Sendo o escopo o parâmetro mais importante de uma tradução, torna-se necessário admitir que uma tradução pode apresentar informações diferentes daquelas constantes no texto-fonte, uma vez que o objetivo do tradutor não consiste necessariamente em oferecer aos destinatários do texto-alvo a mesma informação oferecida pelo produtor original, mas tão-somente em oferecer-lhes a informação que julgar necessária da melhor forma possível em função do objetivo a ser atingido. Quando o escopo de uma tradução é fazer a imitação mais próxima possível da função e dos aspectos sintáticos, semânticos e pragmáticos do texto-fonte no texto-alvo, pode-se falar em uma tradução comunicativa: somente nesse caso é possível descrever a relação de uma tradução com o texto-fonte que lhe corresponde em termos de equivalência.

A fim de possibilitar tanto a análise de originais e traduções como as especificações do escopo e da realização efetiva de uma tradução – bem como a fim de oferecer um método que permita resolver possíveis conflitos entre o escopo do texto original e o escopo pretendido para o texto traduzido –, as teorias especiais da teoria do escopo propõem uma tipologia top-down, que parte dos elementos textuais mais genéricos e torna-se gradativamente mais específica até chegar ao nível do espécime textual particular em que se trabalha.
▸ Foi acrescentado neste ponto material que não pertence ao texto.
//! The stack-introspection adapter: a narrow seam over the platform
//! backtrace machinery so the checked allocator never touches it directly.
//!
//! Capture is split from resolution on purpose. Grabbing raw program
//! counters is cheap enough to sit on the allocation path; turning them
//! into function names and lines is not, so symbolization is deferred to
//! report time.

use backtrace::{Backtrace, BacktraceFrame};

/// One resolved caller frame. A frame with `line == 0` is the sentinel that
/// terminates diagnostic printing.
#[derive(Clone, Debug, PartialEq, Eq)]
pub struct FrameInfo {
    pub function: String,
    pub line: u32,
}

impl FrameInfo {
    pub(crate) fn sentinel() -> Self {
        Self {
            function: String::new(),
            line: 0,
        }
    }

    pub fn is_sentinel(&self) -> bool {
        self.line == 0
    }
}

/// The call site an allocation came from, plus the further caller frames
/// retained for printing.
#[derive(Clone, Debug)]
pub struct ResolvedStack {
    pub call_site: FrameInfo,
    pub retained: Vec<FrameInfo>,
}

/// An unresolved stack capture taken at allocation time. `skip` counts the
/// frames between the capture point and the frame to report as the call
/// site (tuned by [`FrameSkip`](crate::FrameSkip)).
#[derive(Clone)]
pub struct StackCapture {
    trace: Backtrace,
    skip: usize,
}

impl StackCapture {
    pub fn capture(skip: usize) -> Self {
        Self {
            trace: Backtrace::new_unresolved(),
            skip,
        }
    }

    /// Symbolize and return the call site plus up to `retain` further caller
    /// frames. Missing frames resolve to the sentinel, so callers can print
    /// until the first `line == 0` without bounds checks.
    pub fn resolve(&self, retain: usize) -> ResolvedStack {
        let mut trace = self.trace.clone();
        trace.resolve();
        let mut frames = trace.frames().iter().skip(self.skip);
        let call_site = frames.next().map(frame_info).unwrap_or_else(FrameInfo::sentinel);
        let retained = frames.take(retain).map(frame_info).collect();
        ResolvedStack {
            call_site,
            retained,
        }
    }
}

fn frame_info(frame: &BacktraceFrame) -> FrameInfo {
    let Some(symbol) = frame.symbols().first() else {
        return FrameInfo::sentinel();
    };
    FrameInfo {
        function: symbol
            .name()
            .map(|name| name.to_string())
            .unwrap_or_default(),
        line: symbol.lineno().unwrap_or(0),
    }
}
O primeiro nível de análise diz respeito ao tipo textual, que se divide em três: informativo, que tem como principal objetivo a transmissão de informação; expressivo, que tem como principal objetivo a apresentação de um texto artisticamente organizado; e operativo, que tem como principal objetivo a apresentação de um texto persuasivo. Dificilmente se encontram espécimes não-híbridos de qualquer uma dessas categorias, mas o tipo textual dominante pode e deve ser usado para resolver conflitos no interior de um mesmo texto. O segundo nível de análise diz respeito à variedade textual, definida como o conjunto de características supraindividuais observáveis em ações comunicativas recorrentes que apresentam padrões característicos de forma e de uso,

enquanto o terceiro e último nível de análise diz respeito às características do espécime textual considerado como texto único.